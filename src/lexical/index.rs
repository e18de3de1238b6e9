//! In-memory lexical index with bincode shard persistence.
//!
//! One reader/writer lock guards the document set and the corpus
//! statistics together, so readers always observe statistics consistent
//! with the live documents. No lock is ever held across file I/O: batches
//! are prepared lock-free and committed atomically under the writer lock.

use crate::constants::{INDEX_FORMAT_VERSION, MAX_FILE_SIZE_BYTES};
use crate::error::{Error, Result};
use crate::lexical::language::detect_language;
use crate::lexical::matcher::{with_file_patterns, CompiledQuery, QueryNode};
use crate::lexical::{IndexOutcome, LexicalIndex, LexicalSearchOptions};
use crate::tokenizer;
use crate::types::{CancelToken, HitSource, SearchHit};
use chrono::{DateTime, Utc};
use log::{debug, warn};
use serde::{Deserialize, Serialize};
use std::collections::HashMap;
use std::fs;
use std::path::{Path, PathBuf};
use std::sync::RwLock;

/// One indexed file with its term statistics.
#[derive(Debug, Clone, Serialize, Deserialize)]
pub struct FileDoc {
    pub path: String,
    pub language: String,
    pub content: String,
    pub term_freqs: HashMap<String, u32>,
    /// Tokenized document length (same tokenization as queries).
    pub length: usize,
    pub last_modified: Option<DateTime<Utc>>,
    /// Derived, rebuilt after deserialization.
    #[serde(skip)]
    pub content_lower: String,
    /// Byte spans of each line, excluding the terminator. Derived.
    #[serde(skip)]
    pub line_spans: Vec<(usize, usize)>,
}

impl FileDoc {
    pub fn from_content(path: String, content: String, last_modified: Option<DateTime<Utc>>) -> Self {
        let language = detect_language(Path::new(&path));
        let tokens = tokenizer::tokenize(&content);
        let length = tokens.len();
        let mut term_freqs: HashMap<String, u32> = HashMap::new();
        for token in tokens {
            *term_freqs.entry(token).or_insert(0) += 1;
        }
        let mut doc = Self {
            path,
            language,
            content,
            term_freqs,
            length,
            last_modified,
            content_lower: String::new(),
            line_spans: Vec::new(),
        };
        doc.rebuild_derived();
        doc
    }

    /// Rebuilds the fields skipped by serde.
    pub(crate) fn rebuild_derived(&mut self) {
        self.content_lower = self.content.to_lowercase();
        self.line_spans = compute_line_spans(&self.content);
    }

    pub fn basename(&self) -> &str {
        self.path.rsplit(['/', '\\']).next().unwrap_or(&self.path)
    }
}

fn compute_line_spans(content: &str) -> Vec<(usize, usize)> {
    let mut spans = Vec::new();
    let mut start = 0usize;
    for line in content.split_inclusive('\n') {
        let end = start + line.len();
        let visible = line.trim_end_matches(['\n', '\r']);
        spans.push((start, start + visible.len()));
        start = end;
    }
    spans
}

/// Corpus-wide statistics, consistent with the live document set after
/// every mutation.
#[derive(Debug, Clone, Default, Serialize, Deserialize)]
pub struct CorpusStats {
    pub total_docs: usize,
    pub avg_doc_length: f32,
    pub doc_freqs: HashMap<String, u32>,
    pub total_terms: u64,
}

impl CorpusStats {
    fn recompute(docs: &HashMap<String, FileDoc>) -> Self {
        let mut doc_freqs: HashMap<String, u32> = HashMap::new();
        let mut total_terms: u64 = 0;
        for doc in docs.values() {
            total_terms += doc.length as u64;
            for term in doc.term_freqs.keys() {
                *doc_freqs.entry(term.clone()).or_insert(0) += 1;
            }
        }
        let total_docs = docs.len();
        let avg_doc_length = if total_docs > 0 {
            total_terms as f32 / total_docs as f32
        } else {
            0.0
        };
        Self {
            total_docs,
            avg_doc_length,
            doc_freqs,
            total_terms,
        }
    }
}

/// Point-in-time statistics surfaced by `stats()`.
#[derive(Debug, Clone, Serialize, Deserialize)]
pub struct LexicalStats {
    pub total_docs: usize,
    pub unique_terms: usize,
    pub total_terms: u64,
    pub avg_doc_length: f32,
    pub last_index_time: Option<DateTime<Utc>>,
    pub state: String,
}

#[derive(Debug, Clone, Copy, PartialEq, Eq)]
enum IndexState {
    Empty,
    Building,
    Ready,
    Mutating,
    Closed,
}

impl IndexState {
    fn as_str(&self) -> &'static str {
        match self {
            IndexState::Empty => "empty",
            IndexState::Building => "building",
            IndexState::Ready => "ready",
            IndexState::Mutating => "mutating",
            IndexState::Closed => "closed",
        }
    }
}

#[derive(Serialize, Deserialize)]
struct SerializedShard {
    version: u32,
    docs: HashMap<String, FileDoc>,
    stats: CorpusStats,
    last_index_time: Option<DateTime<Utc>>,
}

struct Inner {
    state: IndexState,
    docs: HashMap<String, FileDoc>,
    stats: CorpusStats,
    last_index_time: Option<DateTime<Utc>>,
}

/// The lexical index implementation.
pub struct InvertedIndex {
    inner: RwLock<Inner>,
    max_file_size: u64,
}

impl Default for InvertedIndex {
    fn default() -> Self {
        Self::new()
    }
}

(Assignment):
Output the entries exactly. Leave nothing out.

(Exercise answer):
filename src/lexical/index.rs
repository e18de3de1238b6e9
//! In-memory lexical index with bincode shard persistence.
//!
//! One reader/writer lock guards the document set and the corpus
//! statistics together, so readers always observe statistics consistent
//! with the live documents. No lock is ever held across file I/O: batches
//! are prepared lock-free and committed atomically under the writer lock.

use crate::constants::{INDEX_FORMAT_VERSION, MAX_FILE_SIZE_BYTES};
use crate::error::{Error, Result};
use crate::lexical::language::detect_language;
use crate::lexical::matcher::{with_file_patterns, CompiledQuery, QueryNode};
use crate::lexical::{IndexOutcome, LexicalIndex, LexicalSearchOptions};
use crate::tokenizer;
use crate::types::{CancelToken, HitSource, SearchHit};
use chrono::{DateTime, Utc};
use log::{debug, warn};
use serde::{Deserialize, Serialize};
use std::collections::HashMap;
use std::fs;
use std::path::{Path, PathBuf};
use std::sync::RwLock;

/// One indexed file with its term statistics.
#[derive(Debug, Clone, Serialize, Deserialize)]
pub struct FileDoc {
    pub path: String,
    pub language: String,
    pub content: String,
    pub term_freqs: HashMap<String, u32>,
    /// Tokenized document length (same tokenization as queries).
    pub length: usize,
    pub last_modified: Option<DateTime<Utc>>,
    /// Derived, rebuilt after deserialization.
    #[serde(skip)]
    pub content_lower: String,
    /// Byte spans of each line, excluding the terminator. Derived.
    #[serde(skip)]
    pub line_spans: Vec<(usize, usize)>,
}

impl FileDoc {
    pub fn from_content(path: String, content: String, last_modified: Option<DateTime<Utc>>) -> Self {
        let language = detect_language(Path::new(&path));
        let tokens = tokenizer::tokenize(&content);
        let length = tokens.len();
        let mut term_freqs: HashMap<String, u32> = HashMap::new();
        for token in tokens {
            *term_freqs.entry(token).or_insert(0) += 1;
        }
        let mut doc = Self {
            path,
            language,
            content,
            term_freqs,
            length,
            last_modified,
            content_lower: String::new(),
            line_spans: Vec::new(),
        };
        doc.rebuild_derived();
        doc
    }

    /// Rebuilds the fields skipped by serde.
    pub(crate) fn rebuild_derived(&mut self) {
        self.content_lower = self.content.to_lowercase();
        self.line_spans = compute_line_spans(&self.content);
    }

    pub fn basename(&self) -> &str {
        self.path.rsplit(['/', '\\']).next().unwrap_or(&self.path)
    }
}

fn compute_line_spans(content: &str) -> Vec<(usize, usize)> {
    let mut spans = Vec::new();
    let mut start = 0usize;
    for line in content.split_inclusive('\n') {
        let end = start + line.len();
        let visible = line.trim_end_matches(['\n', '\r']);
        spans.push((start, start + visible.len()));
        start = end;
    }
    spans
}

/// Corpus-wide statistics, consistent with the live document set after
/// every mutation.
#[derive(Debug, Clone, Default, Serialize, Deserialize)]
pub struct CorpusStats {
    pub total_docs: usize,
    pub avg_doc_length: f32,
    pub doc_freqs: HashMap<String, u32>,
    pub total_terms: u64,
}

impl CorpusStats {
    fn recompute(docs: &HashMap<String, FileDoc>) -> Self {
        let mut doc_freqs: HashMap<String, u32> = HashMap::new();
        let mut total_terms: u64 = 0;
        for doc in docs.values() {
            total_terms += doc.length as u64;
            for term in doc.term_freqs.keys() {
                *doc_freqs.entry(term.clone()).or_insert(0) += 1;
            }
        }
        let total_docs = docs.len();
        let avg_doc_length = if total_docs > 0 {
            total_terms as f32 / total_docs as f32
        } else {
            0.0
        };
        Self {
            total_docs,
            avg_doc_length,
            doc_freqs,
            total_terms,
        }
    }
}

/// Point-in-time statistics surfaced by `stats()`.
#[derive(Debug, Clone, Serialize, Deserialize)]
pub struct LexicalStats {
    pub total_docs: usize,
    pub unique_terms: usize,
    pub total_terms: u64,
    pub avg_doc_length: f32,
    pub last_index_time: Option<DateTime<Utc>>,
    pub state: String,
}

#[derive(Debug, Clone, Copy, PartialEq, Eq)]
enum IndexState {
    Empty,
    Building,
    Ready,
    Mutating,
    Closed,
}

impl IndexState {
    fn as_str(&self) -> &'static str {
        match self {
            IndexState::Empty => "empty",
            IndexState::Building => "building",
            IndexState::Ready => "ready",
            IndexState::Mutating => "mutating",
            IndexState::Closed => "closed",
        }
    }
}

#[derive(Serialize, Deserialize)]
struct SerializedShard {
    version: u32,
    docs: HashMap<String, FileDoc>,
    stats: CorpusStats,
    last_index_time: Option<DateTime<Utc>>,
}

struct Inner {
    state: IndexState,
    docs: HashMap<String, FileDoc>,
    stats: CorpusStats,
    last_index_time: Option<DateTime<Utc>>,
}

/// The lexical index implementation.
pub struct InvertedIndex {
    inner: RwLock<Inner>,
    max_file_size: u64,
}

impl Default for InvertedIndex {
    fn default() -> Self {
        Self::new()
    }
}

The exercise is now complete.